WHAT YOUR VOTE MEANS
YES A YES vote on this measure means: Insurance companies could offer new customers a discount on automobile insurance premiums based on the number of years in the previous five years that the customer was insured.
NO A NO vote on this measure means: Insurers could continue to provide discounts to their long-term automobile insurance customers, but would continue to be prohibited from providing a discount to new customers switching from other insurers.
PRO Californians with car insurance earn a discount for following the law. But if you switch companies you lose the discount.
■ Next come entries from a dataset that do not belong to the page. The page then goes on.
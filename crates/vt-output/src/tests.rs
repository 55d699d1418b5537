//! Unit tests for vt-output.

#[cfg(test)]
mod helpers {
    use std::sync::Arc;

    use vt_core::{GeoPoint, SimConfig};
    use vt_route::Route;
    use vt_sim::TraversalEngine;

    use crate::writer::TraceWriter;
    use crate::{OutputError, OutputResult, SnapshotRow, SummaryRow};

    /// Equator route, three waypoints ~111 m apart.
    pub fn equator_route() -> Arc<Route> {
        Arc::new(
            Route::from_points([
                GeoPoint::new(0.0, 0.0),
                GeoPoint::new(0.0, 0.001),
                GeoPoint::new(0.0, 0.002),
            ])
            .unwrap(),
        )
    }

    pub fn engine(route: Arc<Route>) -> TraversalEngine {
        TraversalEngine::new(route, &SimConfig::default()).unwrap()
    }

    /// In-memory writer; optionally fails every snapshot write.
    #[derive(Default)]
    pub struct MemWriter {
        pub snapshots: Vec<SnapshotRow>,
        pub summaries: Vec<SummaryRow>,
        pub finishes:  usize,
        pub fail:      bool,
    }

    impl TraceWriter for MemWriter {
        fn write_snapshot(&mut self, row: &SnapshotRow) -> OutputResult<()> {
            if self.fail {
                let msg = format!("row {} rejected", row.seq);
                return Err(OutputError::Io(std::io::Error::other(msg)));
            }
            self.snapshots.push(*row);
            Ok(())
        }

        fn write_summary(&mut self, row: &SummaryRow) -> OutputResult<()> {
            self.summaries.push(row.clone());
            Ok(())
        }

        fn finish(&mut self) -> OutputResult<()> {
            self.finishes += 1;
            Ok(())
        }
    }
}

#[cfg(test)]
mod csv_tests {
    use chrono::DateTime;
    use tempfile::TempDir;
    use vt_sim::UpdateKind;

    use crate::csv::{CsvWriter, SNAPSHOT_HEADER, SUMMARY_HEADER};
    use crate::row::{SnapshotRow, SummaryRow};
    use crate::writer::TraceWriter;

    fn tmp() -> TempDir {
        tempfile::tempdir().expect("create temp dir")
    }

    fn row(seq: u64, recorded: Option<f64>) -> SnapshotRow {
        SnapshotRow {
            seq,
            kind:                   UpdateKind::Advanced,
            lat:                    17.385044,
            lon:                    78.486671,
            bearing_deg:            45.04,
            speed_kmh:              36.0,
            speed_multiplier:       1.0,
            recorded_speed_kmh:     recorded,
            cumulative_distance_km: 0.0126,
            segment_index:          2,
            elapsed_secs:           1.25,
            recorded_at:            recorded.and(DateTime::from_timestamp(1_721_469_600, 0)),
        }
    }

    #[test]
    fn files_created_in_new_directory() {
        let dir = tmp();
        let out = dir.path().join("trace");
        let _w = CsvWriter::new(&out).unwrap();
        assert!(out.join("snapshots.csv").exists());
        assert!(out.join("summary.csv").exists());
    }

    #[test]
    fn headers_correct() {
        let dir = tmp();
        let mut w = CsvWriter::new(dir.path()).unwrap();
        w.finish().unwrap();

        let mut rdr = csv::Reader::from_path(dir.path().join("snapshots.csv")).unwrap();
        let headers: Vec<_> = rdr.headers().unwrap().iter().map(str::to_owned).collect();
        assert_eq!(headers, SNAPSHOT_HEADER);

        let mut rdr2 = csv::Reader::from_path(dir.path().join("summary.csv")).unwrap();
        let headers2: Vec<_> = rdr2.headers().unwrap().iter().map(str::to_owned).collect();
        assert_eq!(headers2, SUMMARY_HEADER);
    }

    #[test]
    fn snapshot_rows_written() {
        let dir = tmp();
        let mut w = CsvWriter::new(dir.path()).unwrap();
        w.write_snapshot(&row(0, Some(27.44))).unwrap();
        w.write_snapshot(&row(1, None)).unwrap();
        w.finish().unwrap();

        let mut rdr = csv::Reader::from_path(dir.path().join("snapshots.csv")).unwrap();
        let rows: Vec<_> = rdr.records().map(|r| r.unwrap()).collect();
        assert_eq!(rows.len(), 2);
        assert_eq!(&rows[0][0], "0");
        assert_eq!(&rows[0][1], "advanced");
        assert_eq!(&rows[0][2], "17.385044");
        assert_eq!(&rows[0][4], "45.0");
        assert_eq!(&rows[0][7], "27.4");
        assert_eq!(&rows[0][8], "0.013"); // km, 3 dp
        assert_eq!(&rows[0][9], "2");
        assert_eq!(&rows[0][11], "2024-07-20T10:00:00+00:00");
        assert_eq!(&rows[1][7], ""); // no recorded speed
        assert_eq!(&rows[1][11], "");
    }

    #[test]
    fn summary_row_written() {
        let dir = tmp();
        let mut w = CsvWriter::new(dir.path()).unwrap();
        w.write_summary(&SummaryRow {
            distance_km:    1.5,
            duration_secs:  125.0,
            duration_label: "2:05".into(),
        })
        .unwrap();
        w.finish().unwrap();

        let mut rdr = csv::Reader::from_path(dir.path().join("summary.csv")).unwrap();
        let rows: Vec<_> = rdr.records().map(|r| r.unwrap()).collect();
        assert_eq!(rows.len(), 1);
        assert_eq!(&rows[0][0], "1.500");
        assert_eq!(&rows[0][2], "2:05");
    }

    #[test]
    fn finish_is_idempotent() {
        let dir = tmp();
        let mut w = CsvWriter::new(dir.path()).unwrap();
        w.finish().unwrap();
        w.finish().unwrap();
    }
}

#[cfg(test)]
mod recorder {
    use std::cell::RefCell;
    use std::rc::Rc;

    use tempfile::TempDir;
    use vt_sim::{FixedStepDriver, Observer, UpdateKind};

    use super::helpers::{MemWriter, engine, equator_route};
    use crate::{CsvRecorder, CsvWriter, OutputError};

    #[test]
    fn records_every_snapshot_and_one_summary() {
        let mut eng = engine(equator_route());
        let rec = Rc::new(RefCell::new(CsvRecorder::new(MemWriter::default())));
        eng.notifier().subscribe_observer(Rc::clone(&rec));

        let report = FixedStepDriver::new(1.0, 100).run(&mut eng);
        assert!(report.finished);
        rec.borrow_mut().finish();

        let rec = rec.borrow();
        let w = rec.writer();
        // Started, one per tick.
        assert_eq!(w.snapshots.len() as u64, report.ticks + 1);
        assert_eq!(rec.recorded(), report.ticks + 1);
        assert_eq!(w.snapshots[0].kind, UpdateKind::Started);
        assert_eq!(w.snapshots.last().unwrap().kind, UpdateKind::Finished);
        assert!(w.snapshots.iter().enumerate().all(|(i, r)| r.seq == i as u64));

        assert_eq!(w.summaries.len(), 1);
        let expected_km = eng.route().total_length_m() / 1_000.0;
        assert!((w.summaries[0].distance_km - expected_km).abs() < 1e-12);
        assert_eq!(w.summaries[0].duration_label, "0:22");
        assert_eq!(w.finishes, 1);
    }

    #[test]
    fn keeps_first_error_only() {
        let mut rec = CsvRecorder::new(MemWriter { fail: true, ..MemWriter::default() });
        let mut eng = engine(equator_route());
        eng.start();
        let snap = eng.snapshot(UpdateKind::Started);
        rec.notify(&snap);
        rec.notify(&snap);

        match rec.take_error() {
            Some(OutputError::Io(e)) => assert_eq!(e.to_string(), "row 0 rejected"),
            other => panic!("expected the first I/O error, got {other:?}"),
        }
        assert!(rec.take_error().is_none());
        assert_eq!(rec.recorded(), 2);
    }

    #[test]
    fn writes_csv_trace_end_to_end() {
        let dir: TempDir = tempfile::tempdir().expect("create temp dir");
        let mut eng = engine(equator_route());
        let rec = Rc::new(RefCell::new(CsvRecorder::new(CsvWriter::new(dir.path()).unwrap())));
        eng.notifier().subscribe_observer(Rc::clone(&rec));

        FixedStepDriver::new(0.5, 1_000).run(&mut eng);
        rec.borrow_mut().finish();
        assert!(rec.borrow_mut().take_error().is_none());

        let mut rdr = csv::Reader::from_path(dir.path().join("snapshots.csv")).unwrap();
        let rows: Vec<_> = rdr.records().map(|r| r.unwrap()).collect();
        assert_eq!(rows.len() as u64, rec.borrow().recorded());
        assert_eq!(&rows[rows.len() - 1][1], "finished");

        let mut rdr = csv::Reader::from_path(dir.path().join("summary.csv")).unwrap();
        assert_eq!(rdr.records().count(), 1);
    }
}

#[cfg(test)]
mod trail {
    use std::cell::RefCell;
    use std::rc::Rc;

    use vt_core::GeoPoint;
    use vt_spatial::Degrees;

    use super::helpers::{engine, equator_route};
    use crate::{Trail, TrailTracker};

    #[test]
    fn whole_route_visible_before_first_update() {
        let route = equator_route();
        let tracker = TrailTracker::new(route.clone());
        assert_eq!(tracker.trail().points().len(), route.len());
        assert!(tracker.trail().is_visible());
    }

    #[test]
    fn update_trims_travelled_part() {
        let route = equator_route();
        let mut tracker = TrailTracker::with_space(route, Degrees);
        let points = tracker.update(GeoPoint::new(0.0, 0.0015)).points().to_vec();
        assert_eq!(points.len(), 2);
        assert!((points[0].lon - 0.0015).abs() < 1e-12);
        assert_eq!(points[1], GeoPoint::new(0.0, 0.002));
    }

    #[test]
    fn follows_engine_and_hides_on_finish() {
        let route = equator_route();
        let mut eng = engine(route.clone());
        let tracker = Rc::new(RefCell::new(TrailTracker::new(route.clone())));
        eng.notifier().subscribe_observer(Rc::clone(&tracker));

        eng.start();
        eng.advance(15.0); // 150 m, on the second segment
        {
            let t = tracker.borrow();
            let points = t.trail().points();
            assert_eq!(points.len(), 2);
            assert!((points[0].lon - eng.state().position.lon).abs() < 1e-12);
            assert_eq!(points[1], route.end());
        }

        eng.advance(15.0);
        assert!(eng.is_finished());
        assert_eq!(*tracker.borrow().trail(), Trail::Hidden);

        eng.reset();
        assert_eq!(tracker.borrow().trail().points().len(), route.len());
    }
}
Proposition 33 allows you the freedom to change insurance companies and keep your discount. Proposition 33 makes insurance companies compete, helps lower rates, and will insure more drivers.
CON Proposition 33 is another deceptive insurance company trick. Insurance companies spent millions to pass a similar law in 2010—voters defeated it. Proposition 33 allows auto insurers to raise premiums on responsible drivers up to $1,000, unfairly punishing people who stopped driving for legitimate reasons. Consumer advocates OPPOSE Prop. 33.